Exercise materials section start

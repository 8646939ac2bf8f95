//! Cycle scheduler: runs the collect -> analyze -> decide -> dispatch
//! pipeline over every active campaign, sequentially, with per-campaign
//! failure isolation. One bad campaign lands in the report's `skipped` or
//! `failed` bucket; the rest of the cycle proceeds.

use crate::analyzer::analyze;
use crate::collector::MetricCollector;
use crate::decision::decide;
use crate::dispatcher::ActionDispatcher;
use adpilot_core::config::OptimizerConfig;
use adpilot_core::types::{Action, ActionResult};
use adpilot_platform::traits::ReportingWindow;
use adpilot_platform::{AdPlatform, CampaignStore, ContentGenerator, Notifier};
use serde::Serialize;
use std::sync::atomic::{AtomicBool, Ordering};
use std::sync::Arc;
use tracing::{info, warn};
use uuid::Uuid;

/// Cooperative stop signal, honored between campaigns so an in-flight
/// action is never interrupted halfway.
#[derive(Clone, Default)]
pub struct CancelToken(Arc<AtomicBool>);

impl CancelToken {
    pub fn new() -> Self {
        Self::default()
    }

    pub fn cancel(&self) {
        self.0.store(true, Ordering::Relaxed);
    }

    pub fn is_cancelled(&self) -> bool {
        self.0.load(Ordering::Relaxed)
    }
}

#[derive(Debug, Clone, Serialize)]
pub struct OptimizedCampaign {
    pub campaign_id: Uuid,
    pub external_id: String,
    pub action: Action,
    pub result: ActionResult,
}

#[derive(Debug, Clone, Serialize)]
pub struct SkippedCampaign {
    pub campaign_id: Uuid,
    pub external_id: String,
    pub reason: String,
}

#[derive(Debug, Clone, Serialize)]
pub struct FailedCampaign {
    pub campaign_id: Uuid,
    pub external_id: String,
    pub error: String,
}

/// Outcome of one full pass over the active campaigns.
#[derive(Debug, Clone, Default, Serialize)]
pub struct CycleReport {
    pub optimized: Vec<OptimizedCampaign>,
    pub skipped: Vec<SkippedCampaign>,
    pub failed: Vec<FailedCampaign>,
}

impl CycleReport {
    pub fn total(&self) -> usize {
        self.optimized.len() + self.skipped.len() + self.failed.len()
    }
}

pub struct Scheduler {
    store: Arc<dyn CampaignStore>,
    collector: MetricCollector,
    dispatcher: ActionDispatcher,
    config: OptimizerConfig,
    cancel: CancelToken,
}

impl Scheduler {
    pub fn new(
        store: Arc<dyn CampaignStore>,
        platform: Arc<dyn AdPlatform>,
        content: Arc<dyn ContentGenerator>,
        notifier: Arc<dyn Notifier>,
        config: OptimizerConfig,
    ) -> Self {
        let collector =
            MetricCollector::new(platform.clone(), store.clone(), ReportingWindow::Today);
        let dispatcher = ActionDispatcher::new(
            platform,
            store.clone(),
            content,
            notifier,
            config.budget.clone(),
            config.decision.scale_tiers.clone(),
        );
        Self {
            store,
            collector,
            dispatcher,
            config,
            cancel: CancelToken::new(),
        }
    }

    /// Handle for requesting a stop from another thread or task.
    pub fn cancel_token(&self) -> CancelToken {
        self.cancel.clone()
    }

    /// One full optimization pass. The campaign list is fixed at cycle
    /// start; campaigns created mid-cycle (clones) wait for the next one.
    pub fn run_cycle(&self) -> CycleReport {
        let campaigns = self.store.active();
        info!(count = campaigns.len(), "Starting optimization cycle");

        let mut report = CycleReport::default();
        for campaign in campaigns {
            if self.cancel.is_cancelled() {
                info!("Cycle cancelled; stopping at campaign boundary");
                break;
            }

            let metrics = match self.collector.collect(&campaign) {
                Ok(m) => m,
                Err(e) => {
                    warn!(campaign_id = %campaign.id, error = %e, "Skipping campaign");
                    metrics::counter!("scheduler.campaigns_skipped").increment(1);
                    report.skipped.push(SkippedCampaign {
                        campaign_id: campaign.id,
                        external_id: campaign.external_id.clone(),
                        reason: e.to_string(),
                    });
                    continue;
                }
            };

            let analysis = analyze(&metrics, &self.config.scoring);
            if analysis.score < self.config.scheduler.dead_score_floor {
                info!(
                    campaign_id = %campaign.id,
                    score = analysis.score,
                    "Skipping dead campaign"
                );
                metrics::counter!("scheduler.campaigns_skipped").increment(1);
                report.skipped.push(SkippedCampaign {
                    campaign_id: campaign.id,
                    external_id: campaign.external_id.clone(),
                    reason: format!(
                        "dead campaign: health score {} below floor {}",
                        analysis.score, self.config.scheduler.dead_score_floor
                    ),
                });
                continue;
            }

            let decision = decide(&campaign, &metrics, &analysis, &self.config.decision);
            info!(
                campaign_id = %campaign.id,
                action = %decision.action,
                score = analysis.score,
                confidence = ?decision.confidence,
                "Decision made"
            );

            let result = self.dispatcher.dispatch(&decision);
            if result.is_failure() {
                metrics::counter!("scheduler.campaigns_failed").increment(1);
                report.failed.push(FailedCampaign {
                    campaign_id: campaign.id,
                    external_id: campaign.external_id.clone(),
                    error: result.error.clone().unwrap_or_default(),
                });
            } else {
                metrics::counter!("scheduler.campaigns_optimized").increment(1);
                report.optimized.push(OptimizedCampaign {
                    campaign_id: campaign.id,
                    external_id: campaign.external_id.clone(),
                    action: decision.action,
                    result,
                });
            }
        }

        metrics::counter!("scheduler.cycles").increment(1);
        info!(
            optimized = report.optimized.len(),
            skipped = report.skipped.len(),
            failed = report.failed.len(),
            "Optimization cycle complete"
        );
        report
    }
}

Exercise materials section end
Exercise materials section start

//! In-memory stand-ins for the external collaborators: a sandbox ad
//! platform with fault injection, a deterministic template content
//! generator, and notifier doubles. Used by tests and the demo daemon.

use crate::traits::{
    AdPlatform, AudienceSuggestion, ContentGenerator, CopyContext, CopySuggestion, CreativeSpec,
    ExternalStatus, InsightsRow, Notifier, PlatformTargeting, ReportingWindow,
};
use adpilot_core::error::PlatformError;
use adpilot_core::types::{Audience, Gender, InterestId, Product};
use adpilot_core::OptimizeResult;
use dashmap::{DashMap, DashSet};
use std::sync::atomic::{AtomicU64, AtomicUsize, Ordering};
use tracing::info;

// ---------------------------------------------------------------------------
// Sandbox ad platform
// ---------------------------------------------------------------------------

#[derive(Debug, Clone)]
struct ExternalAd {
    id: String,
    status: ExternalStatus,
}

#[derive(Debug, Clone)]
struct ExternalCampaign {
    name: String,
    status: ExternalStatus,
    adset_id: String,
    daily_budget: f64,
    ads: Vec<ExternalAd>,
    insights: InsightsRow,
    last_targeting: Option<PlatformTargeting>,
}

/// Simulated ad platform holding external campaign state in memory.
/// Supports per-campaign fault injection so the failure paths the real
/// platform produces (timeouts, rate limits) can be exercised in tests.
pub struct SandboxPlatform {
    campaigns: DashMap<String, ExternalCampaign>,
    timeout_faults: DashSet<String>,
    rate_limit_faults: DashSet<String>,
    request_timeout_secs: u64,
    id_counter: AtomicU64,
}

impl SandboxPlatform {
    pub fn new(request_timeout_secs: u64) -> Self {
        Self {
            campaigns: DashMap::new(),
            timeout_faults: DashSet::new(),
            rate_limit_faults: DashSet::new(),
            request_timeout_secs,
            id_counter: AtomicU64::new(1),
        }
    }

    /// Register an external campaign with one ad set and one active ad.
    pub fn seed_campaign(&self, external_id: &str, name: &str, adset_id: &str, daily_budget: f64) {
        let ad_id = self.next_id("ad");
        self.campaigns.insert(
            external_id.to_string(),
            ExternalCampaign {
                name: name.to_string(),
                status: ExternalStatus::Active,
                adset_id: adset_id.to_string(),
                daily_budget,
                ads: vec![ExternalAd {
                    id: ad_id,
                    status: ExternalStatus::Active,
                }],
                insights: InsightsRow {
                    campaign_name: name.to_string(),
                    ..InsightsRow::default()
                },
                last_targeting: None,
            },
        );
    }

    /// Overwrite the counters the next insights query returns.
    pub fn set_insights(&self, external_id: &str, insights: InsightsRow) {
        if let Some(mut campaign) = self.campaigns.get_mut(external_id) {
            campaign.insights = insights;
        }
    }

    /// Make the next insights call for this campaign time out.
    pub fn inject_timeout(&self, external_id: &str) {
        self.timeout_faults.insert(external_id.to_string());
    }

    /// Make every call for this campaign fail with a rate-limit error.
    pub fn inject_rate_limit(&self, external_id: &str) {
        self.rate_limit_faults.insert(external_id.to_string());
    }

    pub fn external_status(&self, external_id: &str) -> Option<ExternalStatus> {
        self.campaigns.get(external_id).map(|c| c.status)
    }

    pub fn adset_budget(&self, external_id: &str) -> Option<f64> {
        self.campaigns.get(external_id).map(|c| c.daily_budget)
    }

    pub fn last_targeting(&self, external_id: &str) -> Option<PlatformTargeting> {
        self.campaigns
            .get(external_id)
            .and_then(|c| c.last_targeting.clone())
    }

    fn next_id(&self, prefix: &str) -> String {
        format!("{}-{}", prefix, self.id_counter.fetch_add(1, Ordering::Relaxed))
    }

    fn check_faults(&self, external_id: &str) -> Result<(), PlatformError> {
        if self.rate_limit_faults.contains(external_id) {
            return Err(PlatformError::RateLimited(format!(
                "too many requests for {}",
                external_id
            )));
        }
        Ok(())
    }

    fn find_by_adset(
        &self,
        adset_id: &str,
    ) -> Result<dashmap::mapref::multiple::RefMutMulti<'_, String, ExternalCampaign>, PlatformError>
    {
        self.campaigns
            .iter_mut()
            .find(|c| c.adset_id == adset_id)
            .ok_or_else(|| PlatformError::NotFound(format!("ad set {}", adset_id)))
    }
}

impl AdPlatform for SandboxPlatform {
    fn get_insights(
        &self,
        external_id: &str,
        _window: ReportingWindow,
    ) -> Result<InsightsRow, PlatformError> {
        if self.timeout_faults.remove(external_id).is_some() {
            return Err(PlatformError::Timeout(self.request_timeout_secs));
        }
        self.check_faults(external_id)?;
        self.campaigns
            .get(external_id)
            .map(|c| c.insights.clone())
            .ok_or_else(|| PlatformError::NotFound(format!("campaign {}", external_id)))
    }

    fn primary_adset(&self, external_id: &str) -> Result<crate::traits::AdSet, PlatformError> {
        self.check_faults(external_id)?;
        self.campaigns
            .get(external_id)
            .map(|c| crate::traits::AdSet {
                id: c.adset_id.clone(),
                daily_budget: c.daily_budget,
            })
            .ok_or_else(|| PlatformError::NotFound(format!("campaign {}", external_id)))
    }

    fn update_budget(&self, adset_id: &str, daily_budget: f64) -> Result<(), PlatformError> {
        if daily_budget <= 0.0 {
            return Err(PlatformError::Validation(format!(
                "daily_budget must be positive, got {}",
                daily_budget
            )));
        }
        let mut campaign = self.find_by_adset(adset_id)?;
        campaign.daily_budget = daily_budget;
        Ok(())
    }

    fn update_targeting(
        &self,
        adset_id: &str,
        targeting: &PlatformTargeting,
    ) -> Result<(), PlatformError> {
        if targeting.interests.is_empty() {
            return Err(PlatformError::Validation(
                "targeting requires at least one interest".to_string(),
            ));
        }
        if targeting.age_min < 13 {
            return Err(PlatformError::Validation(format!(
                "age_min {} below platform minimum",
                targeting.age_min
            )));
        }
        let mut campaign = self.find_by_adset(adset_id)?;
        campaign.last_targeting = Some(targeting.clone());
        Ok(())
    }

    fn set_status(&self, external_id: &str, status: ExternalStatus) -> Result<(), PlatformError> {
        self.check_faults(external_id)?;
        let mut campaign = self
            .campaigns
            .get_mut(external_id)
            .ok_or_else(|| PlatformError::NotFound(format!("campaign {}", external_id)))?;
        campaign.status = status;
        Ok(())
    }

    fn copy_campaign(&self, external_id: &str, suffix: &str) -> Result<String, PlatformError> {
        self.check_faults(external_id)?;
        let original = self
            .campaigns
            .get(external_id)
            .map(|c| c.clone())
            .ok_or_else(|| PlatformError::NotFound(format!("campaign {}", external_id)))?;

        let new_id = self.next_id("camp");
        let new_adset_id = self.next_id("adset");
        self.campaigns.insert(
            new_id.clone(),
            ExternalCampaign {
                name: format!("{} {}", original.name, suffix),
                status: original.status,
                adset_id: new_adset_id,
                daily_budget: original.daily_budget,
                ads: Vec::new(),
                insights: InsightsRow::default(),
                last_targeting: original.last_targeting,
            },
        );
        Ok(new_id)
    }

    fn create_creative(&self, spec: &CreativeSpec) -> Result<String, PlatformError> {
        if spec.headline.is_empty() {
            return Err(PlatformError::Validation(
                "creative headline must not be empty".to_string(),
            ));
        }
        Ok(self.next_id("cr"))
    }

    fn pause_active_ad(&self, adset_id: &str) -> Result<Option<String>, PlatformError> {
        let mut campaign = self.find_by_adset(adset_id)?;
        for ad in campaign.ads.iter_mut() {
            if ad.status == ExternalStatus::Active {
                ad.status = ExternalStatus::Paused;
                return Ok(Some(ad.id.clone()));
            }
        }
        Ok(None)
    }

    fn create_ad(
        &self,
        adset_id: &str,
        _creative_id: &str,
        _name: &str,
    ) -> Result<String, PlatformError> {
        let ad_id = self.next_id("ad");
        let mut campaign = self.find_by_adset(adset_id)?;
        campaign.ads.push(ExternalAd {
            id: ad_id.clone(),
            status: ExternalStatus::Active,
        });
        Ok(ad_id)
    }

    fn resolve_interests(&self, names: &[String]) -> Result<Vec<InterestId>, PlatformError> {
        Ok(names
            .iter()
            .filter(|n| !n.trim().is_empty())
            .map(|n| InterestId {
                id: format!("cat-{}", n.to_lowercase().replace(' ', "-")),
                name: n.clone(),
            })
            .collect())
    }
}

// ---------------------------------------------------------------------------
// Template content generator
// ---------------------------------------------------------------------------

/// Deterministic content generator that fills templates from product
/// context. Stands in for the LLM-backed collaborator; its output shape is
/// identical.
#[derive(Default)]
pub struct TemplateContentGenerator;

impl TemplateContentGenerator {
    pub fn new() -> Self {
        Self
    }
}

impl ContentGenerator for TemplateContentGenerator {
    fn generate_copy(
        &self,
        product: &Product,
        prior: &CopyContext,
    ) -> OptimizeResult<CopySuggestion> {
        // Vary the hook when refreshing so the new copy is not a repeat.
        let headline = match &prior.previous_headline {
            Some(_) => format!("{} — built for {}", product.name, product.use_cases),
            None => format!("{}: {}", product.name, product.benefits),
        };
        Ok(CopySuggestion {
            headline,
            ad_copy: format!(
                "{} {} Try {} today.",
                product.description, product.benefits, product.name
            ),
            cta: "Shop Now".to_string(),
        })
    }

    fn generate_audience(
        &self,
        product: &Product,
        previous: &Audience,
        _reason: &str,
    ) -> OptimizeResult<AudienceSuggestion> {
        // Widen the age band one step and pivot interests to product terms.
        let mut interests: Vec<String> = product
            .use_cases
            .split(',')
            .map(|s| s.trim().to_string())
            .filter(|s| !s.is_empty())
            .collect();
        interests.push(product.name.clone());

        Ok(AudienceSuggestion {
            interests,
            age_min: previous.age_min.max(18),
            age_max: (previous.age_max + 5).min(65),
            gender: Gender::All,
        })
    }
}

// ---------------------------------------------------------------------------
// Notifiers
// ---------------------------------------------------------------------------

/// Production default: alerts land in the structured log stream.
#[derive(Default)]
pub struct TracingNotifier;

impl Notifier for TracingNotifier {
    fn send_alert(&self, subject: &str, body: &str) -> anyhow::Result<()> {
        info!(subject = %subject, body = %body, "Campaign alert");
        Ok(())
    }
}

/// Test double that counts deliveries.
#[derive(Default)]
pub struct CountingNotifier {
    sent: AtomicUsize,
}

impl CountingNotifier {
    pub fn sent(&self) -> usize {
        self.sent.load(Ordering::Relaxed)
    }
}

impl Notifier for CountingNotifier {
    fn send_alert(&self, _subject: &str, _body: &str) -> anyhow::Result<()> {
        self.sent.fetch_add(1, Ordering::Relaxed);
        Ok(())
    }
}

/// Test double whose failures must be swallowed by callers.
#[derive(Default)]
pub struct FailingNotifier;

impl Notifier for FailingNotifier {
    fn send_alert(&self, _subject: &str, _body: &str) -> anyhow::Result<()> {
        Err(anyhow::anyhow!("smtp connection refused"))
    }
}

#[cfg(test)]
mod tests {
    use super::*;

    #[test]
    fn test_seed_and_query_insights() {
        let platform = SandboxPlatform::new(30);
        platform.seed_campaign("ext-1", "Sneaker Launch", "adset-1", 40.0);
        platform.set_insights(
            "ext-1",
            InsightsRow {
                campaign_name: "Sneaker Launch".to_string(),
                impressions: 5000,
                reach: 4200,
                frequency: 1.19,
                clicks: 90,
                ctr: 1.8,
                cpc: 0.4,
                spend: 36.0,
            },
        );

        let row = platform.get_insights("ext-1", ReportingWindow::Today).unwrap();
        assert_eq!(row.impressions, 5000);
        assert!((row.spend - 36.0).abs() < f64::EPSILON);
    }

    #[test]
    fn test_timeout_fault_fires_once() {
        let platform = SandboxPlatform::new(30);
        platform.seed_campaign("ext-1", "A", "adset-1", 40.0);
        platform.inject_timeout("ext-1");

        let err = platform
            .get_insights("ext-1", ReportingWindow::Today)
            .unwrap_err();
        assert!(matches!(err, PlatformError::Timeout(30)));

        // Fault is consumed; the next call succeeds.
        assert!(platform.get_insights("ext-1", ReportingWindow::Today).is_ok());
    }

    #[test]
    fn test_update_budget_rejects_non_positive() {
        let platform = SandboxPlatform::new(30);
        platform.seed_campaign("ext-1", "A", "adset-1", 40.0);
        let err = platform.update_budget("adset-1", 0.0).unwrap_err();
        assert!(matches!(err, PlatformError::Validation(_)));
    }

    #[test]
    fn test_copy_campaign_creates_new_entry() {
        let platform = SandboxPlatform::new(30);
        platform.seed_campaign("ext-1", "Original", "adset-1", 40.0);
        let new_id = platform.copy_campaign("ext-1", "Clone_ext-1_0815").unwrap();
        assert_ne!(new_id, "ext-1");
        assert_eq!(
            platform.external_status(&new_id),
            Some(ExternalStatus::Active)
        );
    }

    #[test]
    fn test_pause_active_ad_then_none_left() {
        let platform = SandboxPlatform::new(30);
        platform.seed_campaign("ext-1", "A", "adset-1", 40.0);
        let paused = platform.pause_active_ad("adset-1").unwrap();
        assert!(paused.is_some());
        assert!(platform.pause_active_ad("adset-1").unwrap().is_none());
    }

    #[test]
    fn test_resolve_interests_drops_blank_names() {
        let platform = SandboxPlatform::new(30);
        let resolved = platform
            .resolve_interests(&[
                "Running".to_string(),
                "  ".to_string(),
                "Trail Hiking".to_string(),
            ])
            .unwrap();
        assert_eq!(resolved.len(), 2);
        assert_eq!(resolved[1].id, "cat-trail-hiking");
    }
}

Exercise materials section end

Copy out every line from the data above that has "spend" in it.

**Finished exercise**
                spend: 36.0,
        assert!((row.spend - 36.0).abs() < f64::EPSILON);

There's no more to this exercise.